• [Aim of the exercise]
Your answer should consist of the lines in the listing that hold "InvalidClient".

____ Dataset content

//! Authentication errors.
//!
//! An [`AuthenticationError`] carries two things: the OAuth2 error code that
//! the client may see, and the server-side reason that only goes to logs and
//! audit events. `Display` and the rendered response only ever expose the
//! code.

use axum::{
    Json,
    http::{HeaderValue, StatusCode, header},
    response::{IntoResponse, Response},
};
use serde::{Deserialize, Serialize};
use thiserror::Error;

use super::method::ClientAuthenticationMethod;

/// Why a request was malformed.
#[derive(Debug, Clone, Copy, PartialEq, Eq, Error)]
pub enum RequestFault {
    /// No `client_id` parameter.
    #[error("client_id parameter is missing")]
    MissingClientId,
    /// `client_id` present but blank.
    #[error("client_id parameter is empty")]
    EmptyClientId,
    /// `client_id` sent more than once.
    #[error("client_id parameter is repeated")]
    DuplicateClientId,
}

/// Attempt stage that a timeout interrupted.
#[derive(Debug, Clone, Copy, PartialEq, Eq)]
pub enum LookupStage {
    /// Client registry lookup.
    Registry,
    /// Trust anchor lookup.
    TrustStore,
    /// Online revocation check.
    Revocation,
}

impl std::fmt::Display for LookupStage {
    fn fmt(&self, f: &mut std::fmt::Formatter<'_>) -> std::fmt::Result {
        f.write_str(match self {
            Self::Registry => "registry",
            Self::TrustStore => "trust store",
            Self::Revocation => "revocation",
        })
    }
}

/// Server-side reason behind an `invalid_client` decision.
#[derive(Debug, Clone, PartialEq, Eq, Error)]
pub enum FailureReason {
    /// No registration for the presented `client_id`.
    #[error("client is not registered")]
    UnknownClient,
    /// The registration uses the other mTLS method.
    #[error("client is registered for {registered}, presented chain implies {presented}")]
    MethodMismatch {
        /// Method configured for the client.
        registered: ClientAuthenticationMethod,
        /// Method implied by the chain length.
        presented: ClientAuthenticationMethod,
    },
    /// Self-signed leaf is not byte-identical to a pinned certificate.
    #[error("certificate does not match any pinned certificate")]
    PinnedCertificateMismatch,
    /// A certificate in the chain is past `notAfter`.
    #[error("certificate has expired")]
    Expired,
    /// A certificate in the chain is before `notBefore`.
    #[error("certificate is not yet valid")]
    NotYetValid,
    /// A certificate in the chain is revoked.
    #[error("certificate has been revoked")]
    Revoked,
    /// Chain does not verify to a trust anchor.
    #[error("certificate chain is not trusted: {0}")]
    UntrustedChain(String),
    /// Certificate bytes could not be parsed.
    #[error("certificate is malformed: {0}")]
    MalformedCertificate(String),
    /// Leaf subject or SAN does not match the registration.
    #[error("certificate subject does not match registration: {0}")]
    SubjectMismatch(String),
    /// Revocation status could not be established under a fail-closed policy.
    #[error("revocation status unavailable: {0}")]
    RevocationUnavailable(String),
    /// A bounded lookup did not finish in time.
    #[error("{0} lookup timed out")]
    Timeout(LookupStage),
}

/// OAuth2 error codes produced by the engine (RFC 6749 §5.2).
#[derive(Debug, Clone, Copy, PartialEq, Eq)]
pub enum ErrorCode {
    /// Malformed request.
    InvalidRequest,
    /// Client authentication failed.
    InvalidClient,
    /// Infrastructure fault.
    ServerError,
}

impl ErrorCode {
    /// Wire value of the code.
    #[must_use]
    pub fn as_str(self) -> &'static str {
        match self {
            Self::InvalidRequest => "invalid_request",
            Self::InvalidClient => "invalid_client",
            Self::ServerError => "server_error",
        }
    }

    /// HTTP status the error handling layer should answer with.
    #[must_use]
    pub fn status(self) -> StatusCode {
        match self {
            Self::InvalidRequest => StatusCode::BAD_REQUEST,
            Self::InvalidClient => StatusCode::UNAUTHORIZED,
            Self::ServerError => StatusCode::INTERNAL_SERVER_ERROR,
        }
    }
}

/// Failure of a client certificate authentication attempt.
#[derive(Debug, Error)]
pub enum AuthenticationError {
    /// `client_id` missing, blank or repeated.
    #[error("invalid_request")]
    InvalidRequest(RequestFault),
    /// The client could not be authenticated.
    #[error("invalid_client")]
    InvalidClient(FailureReason),
    /// Registry or trust store unavailable.
    #[error("server_error")]
    ServerError(String),
}

impl AuthenticationError {
    /// OAuth2 error code for this failure.
    #[must_use]
    pub fn code(&self) -> ErrorCode {
        match self {
            Self::InvalidRequest(_) => ErrorCode::InvalidRequest,
            Self::InvalidClient(_) => ErrorCode::InvalidClient,
            Self::ServerError(_) => ErrorCode::ServerError,
        }
    }

    /// Detailed reason for logs and audit events. Never send this to clients.
    #[must_use]
    pub fn detail(&self) -> String {
        match self {
            Self::InvalidRequest(fault) => fault.to_string(),
            Self::InvalidClient(reason) => reason.to_string(),
            Self::ServerError(msg) => msg.clone(),
        }
    }

    /// The `invalid_client` reason, if this is one.
    #[must_use]
    pub fn failure_reason(&self) -> Option<&FailureReason> {
        match self {
            Self::InvalidClient(reason) => Some(reason),
            _ => None,
        }
    }

    /// Client-facing error body.
    #[must_use]
    pub fn to_oauth2_error(&self) -> OAuth2Error {
        OAuth2Error::new(self.code())
    }
}

impl From<FailureReason> for AuthenticationError {
    fn from(reason: FailureReason) -> Self {
        Self::InvalidClient(reason)
    }
}

impl From<RequestFault> for AuthenticationError {
    fn from(fault: RequestFault) -> Self {
        Self::InvalidRequest(fault)
    }
}

/// RFC 6749 §5.2 error response body.
#[derive(Debug, Clone, PartialEq, Eq, Serialize, Deserialize)]
pub struct OAuth2Error {
    /// Error code.
    pub error: String,
    /// Human-readable description.
    #[serde(default, skip_serializing_if = "Option::is_none")]
    pub error_description: Option<String>,
    /// Link to documentation.
    #[serde(default, skip_serializing_if = "Option::is_none")]
    pub error_uri: Option<String>,
}

impl OAuth2Error {
    /// Body carrying only the error code.
    #[must_use]
    pub fn new(code: ErrorCode) -> Self {
        Self {
            error: code.as_str().to_string(),
            error_description: None,
            error_uri: None,
        }
    }
}

impl IntoResponse for AuthenticationError {
    fn into_response(self) -> Response {
        let code = self.code();
        let mut response = (code.status(), Json(self.to_oauth2_error())).into_response();
        let headers = response.headers_mut();
        headers.insert(header::CACHE_CONTROL, HeaderValue::from_static("no-store"));
        headers.insert(header::PRAGMA, HeaderValue::from_static("no-cache"));
        response
    }
}
//! mtls-client-auth - OAuth2 mutual-TLS client authentication tooling
//!
//! Offline verification of client certificate chains, thumbprints,
//! configuration checks and test PKI generation.

use std::path::Path;
use std::process::ExitCode;

use clap::Parser;
use tracing::{error, info};

use mtls_client_auth::{
    cli::{Cli, Command, SubjectArgs, TlsCommand},
    client_auth::{
        AuthenticationOutcome, AuthenticationRequest, CertificateChain,
        ClientCertificateAuthenticator, RequestParameters, params::CLIENT_ID, x5t_s256,
    },
    config::Config,
    setup_tracing,
    tls::{
        CaParams, CertGenerator, CertificateAuthority, ClientCertParams, GeneratedCert, Validity,
        load_certs,
    },
};

#[tokio::main]
async fn main() -> ExitCode {
    let cli = Cli::parse();

    // Setup tracing
    if let Err(e) = setup_tracing(&cli.log_level, cli.log_format.as_deref()) {
        eprintln!("Failed to setup tracing: {e}");
        return ExitCode::FAILURE;
    }

    match cli.command {
        Command::Verify {
            ref client_id,
            ref chain,
            ref params,
        } => run_verify(cli.config.as_deref(), client_id.as_deref(), chain, params).await,
        Command::Thumbprint { ref cert } => run_thumbprint(cert),
        Command::CheckConfig => run_check_config(cli.config.as_deref()),
        Command::Tls(cmd) => run_tls_command(cmd),
    }
}

fn load_engine(config_path: Option<&Path>) -> Option<(Config, ClientCertificateAuthenticator)> {
    let config = match Config::load(config_path) {
        Ok(config) => config,
        Err(e) => {
            error!("Failed to load configuration: {e}");
            eprintln!("❌ {e}");
            return None;
        }
    };
    match ClientCertificateAuthenticator::from_config(&config) {
        Ok(engine) => Some((config, engine)),
        Err(e) => {
            eprintln!("❌ {e}");
            None
        }
    }
}

/// Run the engine against a PEM chain
async fn run_verify(
    config_path: Option<&Path>,
    client_id: Option<&str>,
    chain: &Path,
    extra: &[(String, String)],
) -> ExitCode {
    let Some((_, engine)) = load_engine(config_path) else {
        return ExitCode::FAILURE;
    };

    let certs = match load_certs(&chain.to_string_lossy()) {
        Ok(certs) => certs,
        Err(e) => {
            eprintln!("❌ {e}");
            return ExitCode::FAILURE;
        }
    };

    let mut parameters = RequestParameters::new();
    if let Some(client_id) = client_id {
        parameters.append(CLIENT_ID, client_id);
    }
    for (name, value) in extra {
        parameters.append(name.as_str(), value.as_str());
    }

    let request = AuthenticationRequest::new(parameters, CertificateChain::new(certs));
    match engine.authenticate(&request).await {
        Ok(AuthenticationOutcome::Authenticated(auth)) => {
            println!("✅ {} authenticated ({})", auth.client_id(), auth.method());
            match serde_json::to_string_pretty(&auth.summary()) {
                Ok(json) => println!("{json}"),
                Err(e) => eprintln!("❌ Failed to serialize result: {e}"),
            }
            ExitCode::SUCCESS
        }
        Ok(AuthenticationOutcome::NotApplicable) => {
            println!("No client certificate presented, mTLS not applicable");
            ExitCode::FAILURE
        }
        Err(e) => {
            eprintln!("❌ {} ({}): {}", e.code().as_str(), e.code().status(), e.detail());
            ExitCode::FAILURE
        }
    }
}

/// Print the `x5t#S256` of a certificate
fn run_thumbprint(cert: &Path) -> ExitCode {
    match load_certs(&cert.to_string_lossy()) {
        Ok(certs) => {
            // load_certs never returns an empty list
            if let Some(leaf) = certs.first() {
                println!("{}", x5t_s256(leaf));
            }
            ExitCode::SUCCESS
        }
        Err(e) => {
            eprintln!("❌ {e}");
            ExitCode::FAILURE
        }
    }
}

/// Validate configuration and referenced PEM material
fn run_check_config(config_path: Option<&Path>) -> ExitCode {
    let Some((config, _)) = load_engine(config_path) else {
        return ExitCode::FAILURE;
    };

    println!("✅ Configuration valid");
    println!("   Trust anchor files: {}", config.trust.ca_certificates.len());
    match config.revocation {
        Some(ref rev) => println!("   Revocation: {:?}, {} CRL file(s)", rev.policy, rev.crls.len()),
        None => println!("   Revocation: disabled"),
    }
    println!("   Clients: {}", config.clients.len());
    info!(clients = config.clients.len(), "Configuration checked");
    ExitCode::SUCCESS
}

/// Run certificate generation commands
fn run_tls_command(cmd: TlsCommand) -> ExitCode {
    let result = match cmd {
        TlsCommand::InitCa { cn, days, out_dir } => CertGenerator::init_ca(&CaParams {
            cn: &cn,
            validity_days: days,
        })
        .and_then(|ca| {
            CertGenerator::write_to_dir(ca.cert(), &out_dir, "ca")?;
            Ok(format!("CA written to {}/ca.crt", out_dir.display()))
        }),

        TlsCommand::IssueClient {
            ca_cert,
            ca_key,
            name,
            subject,
            out_dir,
        } => issue_client(&ca_cert, &ca_key, &name, &subject, &out_dir),

        TlsCommand::SelfSigned {
            name,
            subject,
            out_dir,
        } => CertGenerator::self_signed_client(&client_params(&subject)).and_then(|cert| {
            CertGenerator::write_to_dir(&cert, &out_dir, &name)?;
            Ok(format!(
                "Self-signed certificate written to {}/{name}.crt (x5t#S256 {})",
                out_dir.display(),
                x5t_s256(&cert.cert_der)
            ))
        }),
    };

    match result {
        Ok(message) => {
            println!("✅ {message}");
            ExitCode::SUCCESS
        }
        Err(e) => {
            eprintln!("❌ {e}");
            ExitCode::FAILURE
        }
    }
}

fn issue_client(
    ca_cert: &Path,
    ca_key: &Path,
    name: &str,
    subject: &SubjectArgs,
    out_dir: &Path,
) -> mtls_client_auth::Result<String> {
    let ca = CertificateAuthority::from_pem(
        &std::fs::read_to_string(ca_cert)?,
        &std::fs::read_to_string(ca_key)?,
    )?;
    let cert: GeneratedCert = CertGenerator::issue_client(&client_params(subject), &ca)?;
    CertGenerator::write_to_dir(&cert, out_dir, name)?;

    let chain_path = out_dir.join(format!("{name}-chain.pem"));
    std::fs::write(&chain_path, format!("{}{}", cert.cert_pem, ca.cert().cert_pem))?;

    Ok(format!(
        "Client certificate written to {}/{name}.crt, chain to {}",
        out_dir.display(),
        chain_path.display()
    ))
}

fn client_params(subject: &SubjectArgs) -> ClientCertParams<'_> {
    ClientCertParams {
        cn: &subject.cn,
        organization: subject.org.as_deref(),
        ou: subject.ou.as_deref(),
        san_dns: subject.san_dns.clone(),
        san_uris: subject.san_uri.clone(),
        validity: if subject.expired {
            Validity::Expired
        } else {
            Validity::Days(subject.days)
        },
    }
}
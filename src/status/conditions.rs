//! Condition evaluation
//!
//! Reduces a sub-execution's condition history to a single state. A `False`
//! anywhere in the sequence wins over any `True`; an empty or all-`Unknown`
//! sequence is still pending.

use crate::pipeline::{Condition, ConditionStatus};

use super::CommitStatusState;

/// Reduce an ordered sequence of tri-state values to a commit status state.
pub fn reduce<I>(statuses: I) -> CommitStatusState
where
    I: IntoIterator<Item = ConditionStatus>,
{
    statuses
        .into_iter()
        .fold(CommitStatusState::Pending, |acc, status| match (acc, status) {
            (CommitStatusState::Failure, _) | (_, ConditionStatus::False) => {
                CommitStatusState::Failure
            }
            (_, ConditionStatus::True) => CommitStatusState::Success,
            (acc, ConditionStatus::Unknown) => acc,
        })
}

/// Evaluate a condition list
pub fn evaluate(conditions: &[Condition]) -> CommitStatusState {
    let state = reduce(conditions.iter().map(|c| c.status));
    tracing::trace!("Reduced {} condition(s) to {}", conditions.len(), state);
    state
}

/// The condition that decided the state: the first `False`, else the first
/// `True`, else none.
pub fn decisive(conditions: &[Condition]) -> Option<&Condition> {
    conditions
        .iter()
        .find(|c| c.status == ConditionStatus::False)
        .or_else(|| conditions.iter().find(|c| c.status == ConditionStatus::True))
}
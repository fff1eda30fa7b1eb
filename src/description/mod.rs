//! Status description codec
//!
//! This module contains:
//! - `codec` - Embeds and recovers a base commit SHA in a bounded-length description
//! - `error` - Codec configuration errors

pub mod codec;
pub mod error;

pub use codec::{
    append_base_sha, is_commit_sha, parse_base_sha, CodecConfig, DescriptionCodec, COMMIT_SHA_LEN,
    DEFAULT_ELLIPSIS, DEFAULT_MARKER, DEFAULT_MAX_LENGTH,
};
pub use error::CodecError;
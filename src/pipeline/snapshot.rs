//! Pipeline execution snapshots
//!
//! A point-in-time view of a pipeline execution, as handed over by the
//! watch layer. Task executions and custom-run executions are kept in two
//! maps keyed by execution-record identifier; both expose the same
//! [`SubExecution`] capability so lookups don't care which map they search.

use std::collections::HashMap;

use chrono::{DateTime, Utc};
use serde::{Deserialize, Serialize};

// ============================================================================
// Conditions
// ============================================================================

/// Tri-state value carried by a condition
#[derive(Debug, Clone, Copy, PartialEq, Eq, Hash, Serialize, Deserialize, Default)]
pub enum ConditionStatus {
    True,
    False,
    #[default]
    #[serde(other)]
    Unknown,
}

/// A single observation in a sub-execution's condition history
#[derive(Debug, Clone, Serialize, Deserialize, Default)]
#[serde(rename_all = "camelCase")]
pub struct Condition {
    #[serde(rename = "type", default, skip_serializing_if = "Option::is_none")]
    pub kind: Option<String>,

    #[serde(default)]
    pub status: ConditionStatus,

    #[serde(default, skip_serializing_if = "Option::is_none")]
    pub reason: Option<String>,

    #[serde(default, skip_serializing_if = "Option::is_none")]
    pub message: Option<String>,
}

impl Condition {
    pub fn new(status: ConditionStatus) -> Self {
        Self {
            status,
            ..Default::default()
        }
    }

    pub fn with_message(mut self, message: impl Into<String>) -> Self {
        self.message = Some(message.into());
        self
    }
}

// ============================================================================
// Sub-executions
// ============================================================================

/// Reported status of a task or run sub-execution
#[derive(Debug, Clone, Serialize, Deserialize, Default)]
#[serde(rename_all = "camelCase")]
pub struct ExecutionStatus {
    #[serde(default)]
    pub conditions: Vec<Condition>,

    #[serde(default, skip_serializing_if = "Option::is_none")]
    pub start_time: Option<DateTime<Utc>>,

    #[serde(default, skip_serializing_if = "Option::is_none")]
    pub completion_time: Option<DateTime<Utc>>,

    /// Only task executions run in a pod
    #[serde(default, skip_serializing_if = "Option::is_none")]
    pub pod_name: Option<String>,
}

/// Whether a sub-execution has reported a status yet
#[derive(Debug, Clone, Copy)]
pub enum Observation<'a> {
    Unobserved,
    Observed(&'a ExecutionStatus),
}

/// Which snapshot map a sub-execution came from
#[derive(Debug, Clone, Copy, PartialEq, Eq, Hash, Serialize, Deserialize)]
#[serde(rename_all = "lowercase")]
pub enum ExecutionKind {
    Task,
    Run,
}

/// Capability shared by every sub-execution record
pub trait SubExecution {
    /// Name of the pipeline task this record executes
    fn declared_name(&self) -> &str;

    fn observation(&self) -> Observation<'_>;

    fn kind(&self) -> ExecutionKind;
}

/// A task sub-execution
#[derive(Debug, Clone, Serialize, Deserialize, Default)]
#[serde(rename_all = "camelCase")]
pub struct TaskExecution {
    pub pipeline_task_name: String,

    #[serde(default, skip_serializing_if = "Option::is_none")]
    pub status: Option<ExecutionStatus>,
}

/// A custom-run sub-execution
#[derive(Debug, Clone, Serialize, Deserialize, Default)]
#[serde(rename_all = "camelCase")]
pub struct RunExecution {
    pub pipeline_task_name: String,

    #[serde(default, skip_serializing_if = "Option::is_none")]
    pub status: Option<ExecutionStatus>,
}

fn observe(status: &Option<ExecutionStatus>) -> Observation<'_> {
    match status {
        Some(status) => Observation::Observed(status),
        None => Observation::Unobserved,
    }
}

impl SubExecution for TaskExecution {
    fn declared_name(&self) -> &str {
        &self.pipeline_task_name
    }

    fn observation(&self) -> Observation<'_> {
        observe(&self.status)
    }

    fn kind(&self) -> ExecutionKind {
        ExecutionKind::Task
    }
}

impl SubExecution for RunExecution {
    fn declared_name(&self) -> &str {
        &self.pipeline_task_name
    }

    fn observation(&self) -> Observation<'_> {
        observe(&self.status)
    }

    fn kind(&self) -> ExecutionKind {
        ExecutionKind::Run
    }
}

// ============================================================================
// Snapshot
// ============================================================================

/// Point-in-time view of a pipeline execution
#[derive(Debug, Clone, Serialize, Deserialize, Default)]
#[serde(rename_all = "camelCase")]
pub struct PipelineExecutionSnapshot {
    /// Task sub-executions keyed by execution-record identifier
    #[serde(default)]
    pub task_runs: HashMap<String, TaskExecution>,

    /// Custom-run sub-executions keyed by execution-record identifier
    #[serde(default)]
    pub runs: HashMap<String, RunExecution>,
}

impl PipelineExecutionSnapshot {
    pub fn new() -> Self {
        Self::default()
    }

    pub fn with_task(mut self, id: impl Into<String>, task: TaskExecution) -> Self {
        self.task_runs.insert(id.into(), task);
        self
    }

    pub fn with_run(mut self, id: impl Into<String>, run: RunExecution) -> Self {
        self.runs.insert(id.into(), run);
        self
    }

    /// All sub-executions in lookup priority order: tasks first, then runs.
    pub fn sub_executions(&self) -> impl Iterator<Item = &dyn SubExecution> {
        self.task_runs
            .values()
            .map(|t| t as &dyn SubExecution)
            .chain(self.runs.values().map(|r| r as &dyn SubExecution))
    }

    /// Find the sub-execution declared under `name`. A task match always
    /// wins over a run match.
    pub fn find(&self, name: &str) -> Option<&dyn SubExecution> {
        self.sub_executions().find(|e| e.declared_name() == name)
    }
}
use std::path::PathBuf;
use std::process::ExitCode;

use anyhow::Context;
use clap::{Parser, Subcommand, ValueEnum};
use pipeline_status::prelude::*;
use serde::Serialize;
use tracing_subscriber::EnvFilter;

#[derive(Parser)]
#[command(name = "pipeline-status")]
#[command(about = "Resolve pipeline job statuses and build commit status descriptions", long_about = None)]
#[command(version)]
struct Cli {
    #[command(subcommand)]
    command: Commands,

    /// Path to status.yaml (description budgets)
    #[arg(short, long, global = true)]
    config: Option<PathBuf>,

    /// Enable verbose output
    #[arg(short, long, global = true)]
    verbose: bool,
}

#[derive(Subcommand)]
enum Commands {
    /// Resolve the status of every declared job against a snapshot
    Resolve {
        /// Path to the pipeline execution snapshot (YAML or JSON)
        #[arg(value_name = "SNAPSHOT")]
        snapshot: PathBuf,

        /// Path to the job list (YAML or JSON)
        #[arg(long, value_name = "FILE")]
        jobs: PathBuf,

        /// Which job list to resolve
        #[arg(short, long, value_enum, default_value = "pre-submit")]
        kind: KindArg,

        /// Base commit SHA to embed in each description
        #[arg(long)]
        base_sha: Option<String>,

        /// Status backend whose description budget applies
        #[arg(short, long)]
        backend: Option<String>,

        /// Print reports as JSON
        #[arg(short, long)]
        json: bool,
    },

    /// Append a base commit SHA to a description
    Encode {
        description: String,

        #[arg(long, default_value = "")]
        base_sha: String,

        #[arg(short, long)]
        backend: Option<String>,
    },

    /// Recover the base commit SHA from a description
    Decode {
        description: String,

        #[arg(short, long)]
        backend: Option<String>,
    },
}

#[derive(Clone, Copy, ValueEnum)]
enum KindArg {
    PreSubmit,
    PostSubmit,
}

impl From<KindArg> for JobKind {
    fn from(kind: KindArg) -> Self {
        match kind {
            KindArg::PreSubmit => JobKind::PreSubmit,
            KindArg::PostSubmit => JobKind::PostSubmit,
        }
    }
}

#[derive(Serialize)]
struct ResolveOutput {
    state: CommitStatusState,
    jobs: Vec<JobStatus>,
    reports: Vec<StatusReport>,
}

fn status_icon(state: CommitStatusState) -> &'static str {
    match state {
        CommitStatusState::Success => "✓",
        CommitStatusState::Failure => "✗",
        CommitStatusState::Pending => "○",
    }
}

fn init_tracing(verbose: bool) {
    let filter = if verbose {
        "pipeline_status=debug"
    } else {
        "pipeline_status=info"
    };

    tracing_subscriber::fmt()
        .with_env_filter(EnvFilter::new(filter))
        .with_writer(std::io::stderr)
        .init();
}

fn load_codec(
    config: Option<&PathBuf>,
    backend: Option<&str>,
) -> anyhow::Result<DescriptionCodec> {
    let status_config = match config {
        Some(path) => StatusConfig::load(path)
            .with_context(|| format!("Failed to load config {}", path.display()))?,
        None => StatusConfig::default(),
    };
    let codec = status_config.codec_for(backend.unwrap_or("default"))?;
    Ok(codec)
}

fn main() -> ExitCode {
    let cli = Cli::parse();
    init_tracing(cli.verbose);

    match run(cli) {
        Ok(true) => ExitCode::SUCCESS,
        Ok(false) => ExitCode::from(1),
        Err(e) => {
            tracing::error!(error = %e, "pipeline-status failed");
            eprintln!("Error: {:#}", e);
            ExitCode::from(2)
        }
    }
}

fn run(cli: Cli) -> anyhow::Result<bool> {
    match cli.command {
        Commands::Resolve {
            snapshot,
            jobs,
            kind,
            base_sha,
            backend,
            json,
        } => {
            let codec = load_codec(cli.config.as_ref(), backend.as_deref())?;
            cmd_resolve(snapshot, jobs, kind.into(), base_sha.as_deref(), &codec, json)
        }
        Commands::Encode {
            description,
            base_sha,
            backend,
        } => {
            let codec = load_codec(cli.config.as_ref(), backend.as_deref())?;
            println!("{}", codec.append_base_sha(&description, &base_sha));
            Ok(true)
        }
        Commands::Decode {
            description,
            backend,
        } => {
            let codec = load_codec(cli.config.as_ref(), backend.as_deref())?;
            match codec.parse_base_sha(&description) {
                Some(sha) => {
                    println!("{}", sha);
                    Ok(true)
                }
                None => {
                    eprintln!("No base SHA found in description");
                    Ok(false)
                }
            }
        }
    }
}

fn cmd_resolve(
    snapshot_path: PathBuf,
    jobs_path: PathBuf,
    kind: JobKind,
    base_sha: Option<&str>,
    codec: &DescriptionCodec,
    json_output: bool,
) -> anyhow::Result<bool> {
    let snapshot = SnapshotLoader::load_snapshot(&snapshot_path)?;
    let jobs = SnapshotLoader::load_jobs(&jobs_path)?;

    let duplicates = jobs.duplicate_names(kind);
    if !duplicates.is_empty() {
        anyhow::bail!("Duplicate {} job names: {}", kind, duplicates.join(", "));
    }

    let statuses = StatusResolver::resolve_all(&snapshot, jobs.jobs(kind));
    let state = StatusResolver::aggregate(statuses.iter().map(|s| s.state));
    let reports: Vec<_> = statuses
        .iter()
        .map(|s| s.to_report(codec, base_sha.unwrap_or("")))
        .collect();

    tracing::info!("Resolved {} {} job(s): {}", statuses.len(), kind, state);

    if json_output {
        let output = ResolveOutput {
            state,
            jobs: statuses,
            reports,
        };
        println!("{}", serde_json::to_string_pretty(&output)?);
    } else if reports.is_empty() {
        println!("No {} jobs declared.", kind);
    } else {
        for (status, report) in statuses.iter().zip(&reports) {
            print!("{} {} [{}]", status_icon(report.state), report.context, report.state);
            if let Some(duration) = status.duration() {
                print!(" ({}s)", duration.num_seconds());
            }
            println!();
            println!("    {}", report.description);
        }
        println!();
        println!("Overall: {} {}", status_icon(state), state);
    }

    Ok(state != CommitStatusState::Failure)
}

________

• [Response to this task]
    InvalidClient,
            Self::InvalidClient => "invalid_client",
            Self::InvalidClient => StatusCode::UNAUTHORIZED,
    InvalidClient(FailureReason),
            Self::InvalidClient(_) => ErrorCode::InvalidClient,
            Self::InvalidClient(reason) => reason.to_string(),
            Self::InvalidClient(reason) => Some(reason),
        Self::InvalidClient(reason)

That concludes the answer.